Home Letters GHRA has changed since the time of its founding
The GHRA of today is far removed from the organisation that was formed in 1979. This point was clearly made by General Secretary of the PPP, Bharrat Jagdeo at the Cheddi Jagan memorial event at Babu Jaan on Sunday. While no one doubts that GHRA played an important role in exposing the sustained attacks on human rights in Guyana under Burnham and the PNC, it must be noted that the organisation has changed beyond recognition since those days of endemic State repression.
It is especially important to note that the old GHRA was not a one-man show at that time. The organisation was active and impactful because many distinguished Guyanese leaders were active in the organisation. Among them were Ashton Chase, Gordon Todd, N.K. Gopaul, Fr Malcom Rodrigues, Maulvi Azeez, and others. These stalwarts represented a cross section of Guyanese society known for militancy against the authoritarian PNC. All of them were dedicated to free and fair elections, a matter of national survival, given that by 1979 the PNC had mastered electoral banditry.

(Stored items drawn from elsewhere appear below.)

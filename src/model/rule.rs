//! Reward rules: payout formula plus per-pair caps and clamps.

use std::fmt;

use rust_decimal::Decimal;
use serde::{Deserialize, Serialize};

/// Payout formula selector.
#[derive(Debug, Clone, Copy, PartialEq, Eq, Hash, Serialize, Deserialize)]
#[serde(rename_all = "SCREAMING_SNAKE_CASE")]
pub enum RewardMode {
    Fixed,
    RevenueShare,
    NetAmountShare,
}

impl RewardMode {
    pub fn as_str(&self) -> &'static str {
        match self {
            RewardMode::Fixed => "FIXED",
            RewardMode::RevenueShare => "REVENUE_SHARE",
            RewardMode::NetAmountShare => "NET_AMOUNT_SHARE",
        }
    }
}

impl fmt::Display for RewardMode {
    fn fmt(&self, f: &mut fmt::Formatter<'_>) -> fmt::Result {
        f.write_str(self.as_str())
    }
}

/// A reward rule, used either as a campaign default or a per-inviter override.
///
/// Overrides replace the default wholesale; fields are never merged.
#[derive(Debug, Clone, PartialEq, Serialize, Deserialize)]
#[serde(rename_all = "camelCase")]
pub struct RewardRule {
    pub reward_mode: RewardMode,
    /// FIXED only. `None` falls back to the campaign default.
    #[serde(default)]
    pub base_reward_points: Option<i64>,
    /// REVENUE_SHARE only, percent.
    #[serde(default)]
    pub revenue_share_pct: Option<Decimal>,
    /// NET_AMOUNT_SHARE only, percent.
    #[serde(default)]
    pub net_amount_share_pct: Option<Decimal>,
    /// Rewarded transactions allowed per inviter/invitee pair.
    pub max_transactions: i64,
    #[serde(default)]
    pub min_points: Option<Decimal>,
    #[serde(default)]
    pub max_points: Option<Decimal>,
    #[serde(default)]
    pub include_other_fees_in_revenue: bool,
}

impl RewardRule {
    /// A FIXED rule paying `points` for up to `max_transactions` transactions.
    pub fn fixed(points: i64, max_transactions: i64) -> Self {
        Self {
            reward_mode: RewardMode::Fixed,
            base_reward_points: Some(points),
            revenue_share_pct: None,
            net_amount_share_pct: None,
            max_transactions,
            min_points: None,
            max_points: None,
            include_other_fees_in_revenue: false,
        }
    }

    pub fn revenue_share(pct: Decimal, max_transactions: i64) -> Self {
        Self {
            reward_mode: RewardMode::RevenueShare,
            revenue_share_pct: Some(pct),
            ..Self::fixed(0, max_transactions)
        }
        .without_base()
    }

    pub fn net_amount_share(pct: Decimal, max_transactions: i64) -> Self {
        Self {
            reward_mode: RewardMode::NetAmountShare,
            net_amount_share_pct: Some(pct),
            ..Self::fixed(0, max_transactions)
        }
        .without_base()
    }

    pub fn with_clamp(mut self, min: Option<Decimal>, max: Option<Decimal>) -> Self {
        self.min_points = min;
        self.max_points = max;
        self
    }

    pub fn with_other_fees(mut self, include: bool) -> Self {
        self.include_other_fees_in_revenue = include;
        self
    }

    fn without_base(mut self) -> Self {
        self.base_reward_points = None;
        self
    }

    /// Cap as an unsigned count. Validated rules always have `max_transactions >= 1`.
    pub fn cap(&self) -> u32 {
        u32::try_from(self.max_transactions.max(1)).unwrap_or(u32::MAX)
    }
}

/// Where an effective rule came from.
#[derive(Debug, Clone, Copy, PartialEq, Eq, Serialize, Deserialize)]
#[serde(rename_all = "SCREAMING_SNAKE_CASE")]
pub enum RuleSource {
    /// `eligibilityRules.defaults`
    CampaignDefault,
    /// `eligibilityRules.inviterOverrides`
    InviterOverride,
    /// `milestoneRules.inviterOverrides` (legacy location)
    LegacyMilestoneOverride,
}
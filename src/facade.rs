//! Referral engine facade for in-process library usage.
//!
//! Wires every service around one store and one clock, and checks the
//! caller's permissions before delegating.
//!
//! # Example
//!
//! ```ignore
//! use referral_engine::auth::Actor;
//! use referral_engine::config::Config;
//! use referral_engine::facade::ReferralEngine;
//!
//! let engine = ReferralEngine::from_config(&Config::load(None)?).await?;
//!
//! let admin = Actor::admin("ops@example.com");
//! let campaign = engine.create_campaign(&admin, &spec).await?;
//! engine.activate_campaign(&admin, campaign.id).await?;
//!
//! let outcome = engine
//!     .process_transaction(&Actor::system("tx-pipeline"), &event)
//!     .await?;
//! ```

use std::io;
use std::sync::Arc;

use chrono::{DateTime, Utc};
use rust_decimal::Decimal;
use uuid::Uuid;

use crate::auth::{Actor, Permission};
use crate::clock::{Clock, SystemClock};
use crate::config::{Config, EngineConfig};
use crate::error::Result;
use crate::interfaces::{EngineStore, RewardQuery};
use crate::model::{
    Account, AuditLogEntry, Campaign, CampaignSpec, CampaignStatus, InviterBalance, Page,
    PageRequest, QualifyingTransaction, Referral, Reward, RewardOutcome, RewardRule,
};
use crate::services::{
    AccountInspector, AnalyticsAggregator, AnalyticsSummary, AuditRecorder,
    CampaignLifecycleManager, InviterRuleAdmin, InviterRuleEntry, ReferralRegistry,
    ReferralSummary, RewardIssuer, RewardLedger,
};
use crate::storage::{init_storage, MockStore};
use crate::validation::validate_page;

/// Builder for a [`ReferralEngine`].
pub struct ReferralEngineBuilder {
    store: Option<Arc<dyn EngineStore>>,
    clock: Option<Arc<dyn Clock>>,
    config: EngineConfig,
}

impl ReferralEngineBuilder {
    pub fn new() -> Self {
        Self {
            store: None,
            clock: None,
            config: EngineConfig::default(),
        }
    }

    /// Use this store. Defaults to an in-memory store.
    pub fn with_store(mut self, store: Arc<dyn EngineStore>) -> Self {
        self.store = Some(store);
        self
    }

    /// Use this clock. Defaults to the system clock.
    pub fn with_clock(mut self, clock: Arc<dyn Clock>) -> Self {
        self.clock = Some(clock);
        self
    }

    pub fn with_config(mut self, config: EngineConfig) -> Self {
        self.config = config;
        self
    }

    pub fn build(self) -> ReferralEngine {
        let store = self
            .store
            .unwrap_or_else(|| Arc::new(MockStore::new()) as Arc<dyn EngineStore>);
        let clock = self
            .clock
            .unwrap_or_else(|| Arc::new(SystemClock) as Arc<dyn Clock>);

        ReferralEngine {
            lifecycle: CampaignLifecycleManager::new(Arc::clone(&store), Arc::clone(&clock)),
            rules: InviterRuleAdmin::new(Arc::clone(&store), Arc::clone(&clock)),
            issuer: RewardIssuer::new(Arc::clone(&store), Arc::clone(&clock)),
            ledger: RewardLedger::new(Arc::clone(&store), Arc::clone(&clock)),
            referrals: ReferralRegistry::new(Arc::clone(&store), Arc::clone(&clock)),
            audit: AuditRecorder::new(Arc::clone(&store), clock),
            accounts: AccountInspector::new(Arc::clone(&store)),
            analytics: AnalyticsAggregator::new(Arc::clone(&store)),
            store,
            config: self.config,
        }
    }
}

impl Default for ReferralEngineBuilder {
    fn default() -> Self {
        Self::new()
    }
}

/// The engine's full operation surface.
///
/// Every operation takes the calling [`Actor`]; mutations attach its id to
/// the audit entry they write.
#[derive(Clone)]
pub struct ReferralEngine {
    store: Arc<dyn EngineStore>,
    config: EngineConfig,
    lifecycle: CampaignLifecycleManager,
    rules: InviterRuleAdmin,
    issuer: RewardIssuer,
    ledger: RewardLedger,
    referrals: ReferralRegistry,
    audit: AuditRecorder,
    accounts: AccountInspector,
    analytics: AnalyticsAggregator,
}

impl ReferralEngine {
    pub fn builder() -> ReferralEngineBuilder {
        ReferralEngineBuilder::new()
    }

    /// Build an engine on the storage named by `config`.
    pub async fn from_config(config: &Config) -> std::result::Result<Self, Box<dyn std::error::Error>> {
        let store = init_storage(&config.storage).await?;
        Ok(Self::builder()
            .with_store(store)
            .with_config(config.engine.clone())
            .build())
    }

    /// Direct access to the underlying store.
    pub fn store(&self) -> &Arc<dyn EngineStore> {
        &self.store
    }

    pub fn config(&self) -> &EngineConfig {
        &self.config
    }

    /// Page `page` at the configured default size.
    pub fn page(&self, page: u32) -> PageRequest {
        PageRequest::new(page, self.config.default_page_size)
    }

    fn check_page(&self, page: PageRequest) -> Result<()> {
        validate_page(page, self.config.max_page_size)?;
        Ok(())
    }

    // Campaigns

    pub async fn list_campaigns(
        &self,
        actor: &Actor,
        status: Option<CampaignStatus>,
        page: PageRequest,
    ) -> Result<Page<Campaign>> {
        actor.require(Permission::ReadCampaigns)?;
        self.check_page(page)?;
        self.lifecycle.list(status, page).await
    }

    pub async fn get_campaign(&self, actor: &Actor, id: Uuid) -> Result<Campaign> {
        actor.require(Permission::ReadCampaigns)?;
        self.lifecycle.get(id).await
    }

    pub async fn create_campaign(&self, actor: &Actor, spec: &CampaignSpec) -> Result<Campaign> {
        actor.require(Permission::ManageCampaigns)?;
        self.lifecycle.create(actor, spec).await
    }

    pub async fn update_campaign(
        &self,
        actor: &Actor,
        id: Uuid,
        spec: &CampaignSpec,
    ) -> Result<Campaign> {
        actor.require(Permission::ManageCampaigns)?;
        self.lifecycle.update(actor, id, spec).await
    }

    pub async fn activate_campaign(&self, actor: &Actor, id: Uuid) -> Result<Campaign> {
        actor.require(Permission::ManageCampaigns)?;
        self.lifecycle.activate(actor, id).await
    }

    pub async fn pause_campaign(&self, actor: &Actor, id: Uuid) -> Result<Campaign> {
        actor.require(Permission::ManageCampaigns)?;
        self.lifecycle.pause(actor, id).await
    }

    pub async fn archive_campaign(&self, actor: &Actor, id: Uuid) -> Result<Campaign> {
        actor.require(Permission::ManageCampaigns)?;
        self.lifecycle.archive(actor, id).await
    }

    // Inviter rules

    pub async fn get_inviter_rule(
        &self,
        actor: &Actor,
        campaign_id: Uuid,
        inviter_account_id: &str,
    ) -> Result<InviterRuleEntry> {
        actor.require(Permission::ReadCampaigns)?;
        self.rules.get(campaign_id, inviter_account_id).await
    }

    pub async fn list_inviter_rules(
        &self,
        actor: &Actor,
        campaign_id: Uuid,
    ) -> Result<Vec<InviterRuleEntry>> {
        actor.require(Permission::ReadCampaigns)?;
        self.rules.list(campaign_id).await
    }

    pub async fn upsert_inviter_rule(
        &self,
        actor: &Actor,
        campaign_id: Uuid,
        inviter_account_id: &str,
        rule: RewardRule,
    ) -> Result<InviterRuleEntry> {
        actor.require(Permission::ManageCampaigns)?;
        self.rules
            .upsert(actor, campaign_id, inviter_account_id, rule)
            .await
    }

    pub async fn delete_inviter_rule(
        &self,
        actor: &Actor,
        campaign_id: Uuid,
        inviter_account_id: &str,
    ) -> Result<()> {
        actor.require(Permission::ManageCampaigns)?;
        self.rules.delete(actor, campaign_id, inviter_account_id).await
    }

    // Reward creation

    pub async fn process_transaction(
        &self,
        actor: &Actor,
        tx: &QualifyingTransaction,
    ) -> Result<RewardOutcome> {
        actor.require(Permission::IssueRewards)?;
        self.issuer.process_transaction(actor, tx).await
    }

    // Moderation

    /// The moderation review queue, honouring `review_queue_includes_flagged`.
    pub async fn review_queue(&self, actor: &Actor, page: PageRequest) -> Result<Page<Reward>> {
        actor.require(Permission::ModerateRewards)?;
        self.check_page(page)?;
        self.ledger
            .review_queue(self.config.review_queue_includes_flagged, page)
            .await
    }

    pub async fn approve_reward(&self, actor: &Actor, id: Uuid, reason: &str) -> Result<Reward> {
        actor.require(Permission::ModerateRewards)?;
        self.ledger.approve(actor, id, reason).await
    }

    pub async fn reject_reward(&self, actor: &Actor, id: Uuid, reason: &str) -> Result<Reward> {
        actor.require(Permission::ModerateRewards)?;
        self.ledger.reject(actor, id, reason).await
    }

    pub async fn reverse_reward(&self, actor: &Actor, id: Uuid, reason: &str) -> Result<Reward> {
        actor.require(Permission::ModerateRewards)?;
        self.ledger.reverse(actor, id, reason).await
    }

    /// Returns the replacement reward.
    pub async fn reissue_reward(&self, actor: &Actor, id: Uuid, reason: &str) -> Result<Reward> {
        actor.require(Permission::ModerateRewards)?;
        self.ledger.reissue(actor, id, reason).await
    }

    pub async fn recompute_reward(
        &self,
        actor: &Actor,
        id: Uuid,
        points: Decimal,
        reason: &str,
    ) -> Result<Reward> {
        actor.require(Permission::ModerateRewards)?;
        self.ledger.recompute(actor, id, points, reason).await
    }

    pub async fn get_reward(&self, actor: &Actor, id: Uuid) -> Result<Reward> {
        actor.require(Permission::ViewReports)?;
        self.ledger.get(id).await
    }

    pub async fn list_rewards(
        &self,
        actor: &Actor,
        query: &RewardQuery,
        page: PageRequest,
    ) -> Result<Page<Reward>> {
        actor.require(Permission::ViewReports)?;
        self.check_page(page)?;
        self.ledger.list(query, page).await
    }

    pub async fn inviter_balance(
        &self,
        actor: &Actor,
        inviter_account_id: &str,
    ) -> Result<InviterBalance> {
        actor.require(Permission::ViewReports)?;
        self.ledger.balance(inviter_account_id).await
    }

    // Referrals and accounts

    pub async fn record_invite(
        &self,
        actor: &Actor,
        campaign_id: Uuid,
        inviter_account_id: &str,
        invitee_email: &str,
    ) -> Result<Referral> {
        actor.require(Permission::ManageReferrals)?;
        self.referrals
            .record_invite(actor, campaign_id, inviter_account_id, invitee_email)
            .await
    }

    pub async fn record_signup(
        &self,
        actor: &Actor,
        referral_id: Uuid,
        invitee_account_id: &str,
    ) -> Result<Referral> {
        actor.require(Permission::ManageReferrals)?;
        self.referrals
            .record_signup(actor, referral_id, invitee_account_id)
            .await
    }

    pub async fn register_account(
        &self,
        actor: &Actor,
        account_id: &str,
        email: &str,
    ) -> Result<Account> {
        actor.require(Permission::ManageReferrals)?;
        self.referrals.register_account(actor, account_id, email).await
    }

    pub async fn account_summary(
        &self,
        actor: &Actor,
        account_id: &str,
        page: PageRequest,
    ) -> Result<ReferralSummary> {
        actor.require(Permission::ViewReports)?;
        self.check_page(page)?;
        self.accounts.summary_by_id(account_id, page).await
    }

    pub async fn account_summary_by_email(
        &self,
        actor: &Actor,
        email: &str,
        page: PageRequest,
    ) -> Result<ReferralSummary> {
        actor.require(Permission::ViewReports)?;
        self.check_page(page)?;
        self.accounts.summary_by_email(email, page).await
    }

    // Reporting

    pub async fn analytics_summary(
        &self,
        actor: &Actor,
        from: DateTime<Utc>,
        to: DateTime<Utc>,
    ) -> Result<AnalyticsSummary> {
        actor.require(Permission::ViewReports)?;
        self.analytics.summary(from, to).await
    }

    pub async fn export_ledger_csv(
        &self,
        actor: &Actor,
        from: DateTime<Utc>,
        to: DateTime<Utc>,
    ) -> Result<String> {
        actor.require(Permission::ViewReports)?;
        self.analytics.export_csv(from, to).await
    }

    /// Stream the ledger export into `sink`; returns the row count.
    pub async fn write_ledger_csv<W: io::Write>(
        &self,
        actor: &Actor,
        from: DateTime<Utc>,
        to: DateTime<Utc>,
        sink: W,
    ) -> Result<usize> {
        actor.require(Permission::ViewReports)?;
        self.analytics.write_csv(from, to, sink).await
    }

    pub async fn list_audit(
        &self,
        actor: &Actor,
        action_prefix: Option<&str>,
        page: PageRequest,
    ) -> Result<Page<AuditLogEntry>> {
        actor.require(Permission::ViewReports)?;
        self.check_page(page)?;
        self.audit.list(action_prefix, page).await
    }
}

The strength of the old GHRA was not on account of one man. If fact, when GHRA was formed, Chase, Todd, Gopaul, Maulvi Azeez and Malcom Rodrigues had already established a track record of fighting the dictatorship. Ashton Chase, of course, was a founding member of the Political Affairs Committee and the PPP, and had by 1979 earned the reputation as a brilliant and steadfast champion of the labour movement. He was Minister of Labour in Cheddi Jagan’s first Government in 1953. Gordon Todd was the leader of the powerful Clerical and Commercial Workers Union, with strong groundings in the urban areas. For Chamanlall Naipaul, Gordon Todd “was one of those principled, fearless, unflinching and uncompromising advocates and leaders in the struggle of the working class, and indeed a true patriot and son of the soil” (Guyana Chronicle, 1/5/2007).
N.K. Gopaul, a courageous and battle-tested anti-dictatorship fighter, was General Secretary (and later President) of the National Association of Agricultural, Commercial and Industrial Employees (NACCIE). GHRA also benefitted from the presence and leadership of Jesuit priest Fr Malcom Rodrigues, who was also Head of the Physics Department at UG, and later Vice Chancellor at the same institution. And, among many others who shored-up GHRA, there was the reputable architect, Albert Rodrigues, and the Muslim leader Maulvi Azeez, from West Coast Demerara.

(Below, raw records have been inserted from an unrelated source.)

//! ReferralStore interface tests: referrals and the account directory.

use chrono::Utc;
use uuid::Uuid;

use referral_engine::interfaces::{ReferralQuery, ReferralStore, StorageError};
use referral_engine::model::{Account, AuditLogEntry, PageRequest, TargetType};

use super::{at, make_audit, make_referral, t0};

fn invite_audit(id: Uuid) -> AuditLogEntry {
    make_audit("referral.invite", TargetType::Referral, id)
}

fn signup_audit(id: Uuid) -> AuditLogEntry {
    make_audit("referral.signup", TargetType::Referral, id)
}

fn account_audit(id: &str) -> AuditLogEntry {
    make_audit("account.register", TargetType::Account, id)
}

pub async fn test_invite_and_signup<S: ReferralStore>(store: &S) {
    let referral = make_referral(Uuid::new_v4(), "inv-A", "b@example.com");
    store
        .insert_referral(&referral, &invite_audit(referral.id))
        .await
        .unwrap();

    store
        .mark_signed_up(referral.id, "inv-B", at(5), &signup_audit(referral.id))
        .await
        .expect("first signup should succeed");

    let loaded = store.get_referral(referral.id).await.unwrap().unwrap();
    assert_eq!(loaded.invitee_account_id.as_deref(), Some("inv-B"));
    assert_eq!(loaded.signed_up_at, Some(at(5)));
    assert_eq!(loaded.qualified_at, None);

    let found = store.find_referral_by_invitee("inv-B").await.unwrap();
    assert_eq!(found, Some(loaded));
}

pub async fn test_second_signup_conflicts<S: ReferralStore>(store: &S) {
    let referral = make_referral(Uuid::new_v4(), "dup-A", "dup@example.com");
    store
        .insert_referral(&referral, &invite_audit(referral.id))
        .await
        .unwrap();
    store
        .mark_signed_up(referral.id, "dup-B", at(1), &signup_audit(referral.id))
        .await
        .unwrap();

    let err = store
        .mark_signed_up(referral.id, "dup-C", at(2), &signup_audit(referral.id))
        .await
        .expect_err("second signup must fail");
    assert!(matches!(err, StorageError::VersionConflict { .. }), "got {err:?}");

    let err = store
        .mark_signed_up(Uuid::new_v4(), "dup-C", at(2), &signup_audit(referral.id))
        .await
        .expect_err("unknown referral must fail");
    assert!(matches!(err, StorageError::NotFound { .. }), "got {err:?}");
}

pub async fn test_list_by_inviter_oldest_first<S: ReferralStore>(store: &S) {
    let campaign = Uuid::new_v4();
    let mut ids = Vec::new();
    for email in ["one@example.com", "two@example.com", "three@example.com"] {
        let referral = make_referral(campaign, "list-A", email);
        store
            .insert_referral(&referral, &invite_audit(referral.id))
            .await
            .unwrap();
        ids.push(referral.id);
    }
    let stranger = make_referral(campaign, "list-Z", "z@example.com");
    store
        .insert_referral(&stranger, &invite_audit(stranger.id))
        .await
        .unwrap();

    let page = store
        .list_referrals(&ReferralQuery::for_inviter("list-A"), PageRequest::new(0, 2))
        .await
        .unwrap();
    assert_eq!(page.total_elements, 3);
    assert_eq!(page.items.iter().map(|r| r.id).collect::<Vec<_>>(), ids[..2].to_vec());
}

pub async fn test_referrals_touching_window<S: ReferralStore>(store: &S) {
    let campaign = Uuid::new_v4();
    let mut early = make_referral(campaign, "win-A", "early@example.com");
    early.invited_at = t0() - chrono::Duration::days(3);
    let mut signed_in_window = make_referral(campaign, "win-A", "mid@example.com");
    signed_in_window.invited_at = t0() - chrono::Duration::days(2);
    let mut late = make_referral(campaign, "win-A", "late@example.com");
    late.invited_at = at(600);

    for referral in [&early, &signed_in_window, &late] {
        store
            .insert_referral(referral, &invite_audit(referral.id))
            .await
            .unwrap();
    }
    store
        .mark_signed_up(signed_in_window.id, "win-B", at(30), &signup_audit(signed_in_window.id))
        .await
        .unwrap();

    let touching = store.referrals_touching(at(0), at(600)).await.unwrap();
    let ids: Vec<Uuid> = touching
        .iter()
        .filter(|r| r.campaign_id == campaign)
        .map(|r| r.id)
        .collect();
    assert_eq!(ids, vec![signed_in_window.id]);
}

pub async fn test_account_upsert_and_lookup<S: ReferralStore>(store: &S) {
    let account = Account {
        account_id: "acct-1".into(),
        email: "owner@example.com".into(),
        registered_at: t0(),
    };
    store
        .upsert_account(&account, &account_audit("acct-1"))
        .await
        .unwrap();

    let moved = Account {
        email: "new-owner@example.com".into(),
        ..account.clone()
    };
    store
        .upsert_account(&moved, &account_audit("acct-1"))
        .await
        .expect("email change should succeed");

    assert_eq!(store.get_account("acct-1").await.unwrap(), Some(moved.clone()));
    assert_eq!(
        store
            .find_account_by_email("new-owner@example.com")
            .await
            .unwrap(),
        Some(moved)
    );
    assert!(store
        .find_account_by_email("owner@example.com")
        .await
        .unwrap()
        .is_none());
}

pub async fn test_email_is_unique<S: ReferralStore>(store: &S) {
    let first = Account {
        account_id: "uniq-1".into(),
        email: "shared@example.com".into(),
        registered_at: Utc::now(),
    };
    store
        .upsert_account(&first, &account_audit("uniq-1"))
        .await
        .unwrap();

    let second = Account {
        account_id: "uniq-2".into(),
        ..first.clone()
    };
    let err = store
        .upsert_account(&second, &account_audit("uniq-2"))
        .await
        .expect_err("email already owned");
    assert!(matches!(err, StorageError::DuplicateKey(_)), "got {err:?}");
    assert!(store.get_account("uniq-2").await.unwrap().is_none());
}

During the heydays of the anti-dictatorship struggles against the PNC, therefore, the GHRA had multiple people who had long track records in human rights, and deep connections to the society. They were also active players rather than mere names on a piece of paper (or website). They pulled no punches, but instead took the fight against the extant machinery of repression.

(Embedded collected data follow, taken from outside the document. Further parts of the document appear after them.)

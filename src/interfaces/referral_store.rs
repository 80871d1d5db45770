//! Referral and account directory storage interface.

use async_trait::async_trait;
use chrono::{DateTime, Utc};
use uuid::Uuid;

use super::Result;
use crate::model::{Account, AuditLogEntry, Page, PageRequest, Referral};

/// Filter for referral listings.
#[derive(Debug, Clone, Default, PartialEq)]
pub struct ReferralQuery {
    pub campaign_id: Option<Uuid>,
    pub inviter_account_id: Option<String>,
}

impl ReferralQuery {
    pub fn for_inviter(inviter_account_id: impl Into<String>) -> Self {
        Self {
            inviter_account_id: Some(inviter_account_id.into()),
            ..Self::default()
        }
    }

    pub fn matches(&self, referral: &Referral) -> bool {
        self.campaign_id.map_or(true, |id| referral.campaign_id == id)
            && self
                .inviter_account_id
                .as_deref()
                .map_or(true, |id| referral.inviter_account_id == id)
    }
}

/// Interface for referral and account persistence.
#[async_trait]
pub trait ReferralStore: Send + Sync {
    async fn insert_referral(&self, referral: &Referral, audit: &AuditLogEntry) -> Result<()>;

    /// Attach the invitee account to a referral that has not signed up yet.
    ///
    /// Fails with `VersionConflict` when the referral already has a signup.
    async fn mark_signed_up(
        &self,
        referral_id: Uuid,
        invitee_account_id: &str,
        at: DateTime<Utc>,
        audit: &AuditLogEntry,
    ) -> Result<()>;

    async fn get_referral(&self, id: Uuid) -> Result<Option<Referral>>;

    /// The most recent signed-up referral for an invitee account.
    async fn find_referral_by_invitee(&self, invitee_account_id: &str)
        -> Result<Option<Referral>>;

    /// Referrals oldest first.
    async fn list_referrals(
        &self,
        query: &ReferralQuery,
        page: PageRequest,
    ) -> Result<Page<Referral>>;

    /// Referrals with any funnel timestamp in `[from, to)`.
    async fn referrals_touching(
        &self,
        from: DateTime<Utc>,
        to: DateTime<Utc>,
    ) -> Result<Vec<Referral>>;

    /// Insert or refresh an account's email.
    async fn upsert_account(&self, account: &Account, audit: &AuditLogEntry) -> Result<()>;

    async fn get_account(&self, account_id: &str) -> Result<Option<Account>>;

    async fn find_account_by_email(&self, email: &str) -> Result<Option<Account>>;
}
//! Account inspection: one inviter's referrals, rewards and balance.

use std::sync::Arc;

use serde::Serialize;

use super::referrals::normalize_email;
use crate::error::{EngineError, Result};
use crate::interfaces::{EngineStore, ReferralQuery, ReferralStore, RewardQuery, RewardStore};
use crate::model::{Account, InviterBalance, Page, PageRequest, Referral, Reward};

/// Everything the admin screen shows for one account.
#[derive(Debug, Clone, PartialEq, Serialize)]
#[serde(rename_all = "camelCase")]
pub struct ReferralSummary {
    pub account_id: String,
    /// Directory record, when the account has been registered.
    pub account: Option<Account>,
    /// The referral through which this account signed up.
    pub referred_by: Option<Referral>,
    pub invitees: Page<Referral>,
    pub rewards: Page<Reward>,
    pub balance: InviterBalance,
}

#[derive(Clone)]
pub struct AccountInspector {
    store: Arc<dyn EngineStore>,
}

impl AccountInspector {
    pub fn new(store: Arc<dyn EngineStore>) -> Self {
        Self { store }
    }

    /// Summary for an account id. Unknown accounts with no referral
    /// footprint are `NotFound`.
    pub async fn summary_by_id(&self, account_id: &str, page: PageRequest) -> Result<ReferralSummary> {
        let account = self.store.get_account(account_id).await?;
        let summary = self.summarize(account_id, account, page).await?;
        if summary.account.is_none()
            && summary.referred_by.is_none()
            && summary.invitees.total_elements == 0
            && summary.rewards.total_elements == 0
        {
            return Err(EngineError::not_found("account", account_id));
        }
        Ok(summary)
    }

    /// Summary for the account registered under `email`.
    pub async fn summary_by_email(&self, email: &str, page: PageRequest) -> Result<ReferralSummary> {
        let normalized = normalize_email(email);
        let account = self
            .store
            .find_account_by_email(&normalized)
            .await?
            .ok_or_else(|| EngineError::not_found("account", &normalized))?;
        let account_id = account.account_id.clone();
        self.summarize(&account_id, Some(account), page).await
    }

    async fn summarize(
        &self,
        account_id: &str,
        account: Option<Account>,
        page: PageRequest,
    ) -> Result<ReferralSummary> {
        let referred_by = self.store.find_referral_by_invitee(account_id).await?;
        let invitees = self
            .store
            .list_referrals(&ReferralQuery::for_inviter(account_id), page)
            .await?;
        let query = RewardQuery::for_inviter(account_id);
        let rewards = self.store.list_rewards(&query, page).await?;
        let all_rewards = self.store.find_rewards(&query).await?;

        Ok(ReferralSummary {
            account_id: account_id.to_string(),
            account,
            referred_by,
            invitees,
            rewards,
            balance: InviterBalance::from_rewards(&all_rewards),
        })
    }
}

That is a far cry from what exists as the GHRA today. The organisation now has been reduced to a single voice, something that should never happen in an organisation that is intended to protect human rights. The current GHRA has become too politicised, and there is widespread belief that it is biased towards, and a cover for, a small clique of Georgetown elites, along with some overseas academics who have only peripheral connections to Guyana.
The GHRA is so dysfunctional because of one-manism that issues of human rights can be bent, ignored, or simply dismissed. This is precisely what happened when Mr McCormack ignored Tacuma Ogunseye’s race-based call for violent subversion of the Government. May I remind readers that the WPA leader called for turning guns on people. His fanatical call was reinforced by Associate Professor David Hinds of Arizona State University who called for 750,000 Ogunseyes.
To the best of my knowledge, Mike McCormack is yet to condemn the WPA’s call to racial violence. I previously called on Mike to do the right thing. So far, nothing.